Afghanistan Takeover: Former Minister Turns Bicycle Courier in Germany

Sayed Sadaat have been facing a lot of Chastisement for taking such a job after serving in the government for two years and leaving office in 2018. “But a job is a job for him now”. The Afghanistan former minister said.

Sayed Sadaat was the Afghanistan government’s communications minister before relocating to Germany in December with the hope of a better future. He now works as a delivery man in Leipzig, a city in eastern Germany.

He claimed that some people at home chastised him for taking such a job after serving in the government for two years and departing in 2018. But a job is a job for him now.

“I have nothing to feel guilty about,” the 49-year-old said, standing in his orange uniform next to his bike.

“I hope other politicians also follow the same path, working with the public rather than just hiding.”

Former Afghan Communication Minister Sayed Sadaat works as a bicycle rider for the food delivery service Lieferando in Leipzig, Germany, August 26, 2021. (Reuters)

With the upheaval occurring at home following the Taliban takeover, his narrative has attracted a lot of attention.

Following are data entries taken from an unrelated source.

// src/types.rs
use std::cmp::Ordering;
use std::collections::BTreeMap;
use std::fmt;

use chrono::{DateTime, FixedOffset, Utc};
use serde::{Deserialize, Serialize};

/// A single cell as returned by the table backend.
#[derive(Debug, Clone, PartialEq, Serialize, Deserialize)]
#[serde(untagged)]
pub enum Value {
    Null,
    Bool(bool),
    Int(i64),
    Float(f64),
    String(String),
}

static NULL: Value = Value::Null;

impl Value {
    pub fn is_null(&self) -> bool {
        matches!(self, Value::Null)
    }

    /// Plain text form used for chart labels and breakdown keys.
    /// `None` for null.
    pub fn to_label(&self) -> Option<String> {
        match self {
            Value::Null => None,
            other => Some(other.to_string()),
        }
    }

    /// Loose numeric coercion used when summing a column.
    ///
    /// Booleans count as 0/1, strings are parsed after trimming (empty is 0),
    /// anything unparseable or non-finite becomes 0.
    pub fn to_number(&self) -> f64 {
        let n = match self {
            Value::Null => 0.0,
            Value::Bool(b) => {
                if *b {
                    1.0
                } else {
                    0.0
                }
            }
            Value::Int(i) => *i as f64,
            Value::Float(f) => *f,
            Value::String(s) => {
                let s = s.trim();
                if s.is_empty() {
                    0.0
                } else {
                    s.parse::<f64>().unwrap_or(0.0)
                }
            }
        };
        if n.is_finite() {
            n
        } else {
            0.0
        }
    }

    /// Total order used for sorting rows.
    ///
    /// Values of different kinds never tie: null < bool < number < timestamp
    /// text < other text. Numbers use `f64::total_cmp` (NaN sorts above every
    /// other number), timestamps compare as instants.
    pub fn sort_cmp(&self, other: &Self) -> Ordering {
        match (self, other) {
            (Value::Bool(a), Value::Bool(b)) => a.cmp(b),
            (Value::Int(a), Value::Int(b)) => a.cmp(b),
            (Value::Int(a), Value::Float(b)) => (*a as f64).total_cmp(b).then(Ordering::Less),
            (Value::Float(a), Value::Int(b)) => a.total_cmp(&(*b as f64)).then(Ordering::Greater),
            (Value::Float(a), Value::Float(b)) => a.total_cmp(b),
            (Value::String(a), Value::String(b)) => match (self.as_timestamp(), other.as_timestamp()) {
                (Some(ta), Some(tb)) => ta.cmp(&tb).then_with(|| a.cmp(b)),
                _ => self.sort_rank().cmp(&other.sort_rank()).then_with(|| a.cmp(b)),
            },
            _ => self.sort_rank().cmp(&other.sort_rank()),
        }
    }

    fn sort_rank(&self) -> u8 {
        match self {
            Value::Null => 0,
            Value::Bool(_) => 1,
            Value::Int(_) | Value::Float(_) => 2,
            Value::String(_) if self.as_timestamp().is_some() => 3,
            Value::String(_) => 4,
        }
    }

    fn as_timestamp(&self) -> Option<DateTime<FixedOffset>> {
        match self {
            Value::String(s) => DateTime::parse_from_rfc3339(s).ok(),
            _ => None,
        }
    }
}

impl PartialOrd for Value {
    fn partial_cmp(&self, other: &Self) -> Option<Ordering> {
        match (self, other) {
            (Value::Null, Value::Null) => Some(Ordering::Equal),
            (Value::Null, _) => Some(Ordering::Less),
            (_, Value::Null) => Some(Ordering::Greater),
            (Value::Bool(a), Value::Bool(b)) => a.partial_cmp(b),
            (Value::Int(a), Value::Int(b)) => a.partial_cmp(b),
            (Value::Int(a), Value::Float(b)) => (*a as f64).partial_cmp(b),
            (Value::Float(a), Value::Int(b)) => a.partial_cmp(&(*b as f64)),
            (Value::Float(a), Value::Float(b)) => a.partial_cmp(b),
            (Value::String(a), Value::String(b)) => {
                // Timestamps in different offsets must compare as instants.
                match (self.as_timestamp(), other.as_timestamp()) {
                    (Some(ta), Some(tb)) => ta.partial_cmp(&tb),
                    _ => a.partial_cmp(b),
                }
            }
            _ => None,
        }
    }
}

impl fmt::Display for Value {
    fn fmt(&self, f: &mut fmt::Formatter<'_>) -> fmt::Result {
        match self {
            Value::Null => write!(f, "NULL"),
            Value::Bool(b) => write!(f, "{}", b),
            Value::Int(i) => write!(f, "{}", i),
            Value::Float(fl) => write!(f, "{}", fl),
            Value::String(s) => write!(f, "{}", s),
        }
    }
}

impl From<bool> for Value {
    fn from(b: bool) -> Self {
        Value::Bool(b)
    }
}

impl From<i64> for Value {
    fn from(i: i64) -> Self {
        Value::Int(i)
    }
}

impl From<i32> for Value {
    fn from(i: i32) -> Self {
        Value::Int(i64::from(i))
    }
}

impl From<f64> for Value {
    fn from(f: f64) -> Self {
        Value::Float(f)
    }
}

impl From<&str> for Value {
    fn from(s: &str) -> Self {
        Value::String(s.to_string())
    }
}

impl From<String> for Value {
    fn from(s: String) -> Self {
        Value::String(s)
    }
}

impl From<DateTime<Utc>> for Value {
    fn from(dt: DateTime<Utc>) -> Self {
        Value::String(dt.to_rfc3339())
    }
}

impl<T: Into<Value>> From<Option<T>> for Value {
    fn from(opt: Option<T>) -> Self {
        opt.map_or(Value::Null, Into::into)
    }
}

/// A schema-free table row, keyed by column name.
///
/// A missing column reads as `Value::Null`.
#[derive(Debug, Clone, Default, PartialEq, Serialize, Deserialize)]
#[serde(transparent)]
pub struct Row(BTreeMap<String, Value>);

impl Row {
    pub fn new() -> Self {
        Self(BTreeMap::new())
    }

    /// Builder-style insert.
    pub fn with(mut self, column: impl Into<String>, value: impl Into<Value>) -> Self {
        self.0.insert(column.into(), value.into());
        self
    }

    pub fn insert(&mut self, column: impl Into<String>, value: impl Into<Value>) -> Option<Value> {
        self.0.insert(column.into(), value.into())
    }

    /// Value of `column`, or `Value::Null` if the row has no such column.
    pub fn get(&self, column: &str) -> &Value {
        self.0.get(column).unwrap_or(&NULL)
    }

    pub fn contains_column(&self, column: &str) -> bool {
        self.0.contains_key(column)
    }

    pub fn id(&self) -> &Value {
        self.get("id")
    }

    pub fn columns(&self) -> impl Iterator<Item = &str> {
        self.0.keys().map(String::as_str)
    }

    pub fn len(&self) -> usize {
        self.0.len()
    }

    pub fn is_empty(&self) -> bool {
        self.0.is_empty()
    }

    /// Keeps only the listed columns. Columns absent from the row come back
    /// as explicit nulls so every projected row has the same shape.
    pub fn project(&self, columns: &[String]) -> Row {
        columns
            .iter()
            .map(|c| (c.clone(), self.get(c).clone()))
            .collect()
    }
}

impl FromIterator<(String, Value)> for Row {
    fn from_iter<I: IntoIterator<Item = (String, Value)>>(iter: I) -> Self {
        Row(iter.into_iter().collect())
    }
}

His family and friends want to go as well, hoping to join the thousands of others on evacuation planes or find alternative ways out.

Read Also: Afghanistan President Abscond As Taliban Takes Over the Capital

With the drawdown of US forces looming, the number of Afghan asylum seekers in Germany has increased by more than 130 percent since the beginning of the year, according to figures from the Federal Office for Migration and Refugees.

Sadaat, despite his history, failed to find a job in Germany that matched his qualifications. Sadaat had wanted to use his IT and telecom degrees to work in a related area. His odds were poor, however, because he didn’t speak German.

The most significant aspect is the language,” said Sadaat, who is also a British citizen.

Every day, he attends a language school for four hours before beginning a six-hour nighttime shift delivering meals for Lieferando, where he began this summer.

The first few days were exciting but difficult,” he said, describing the challenge of learning to cycle in the city traffic.

“The more you go out and the more you see people, the more you learn,” he said.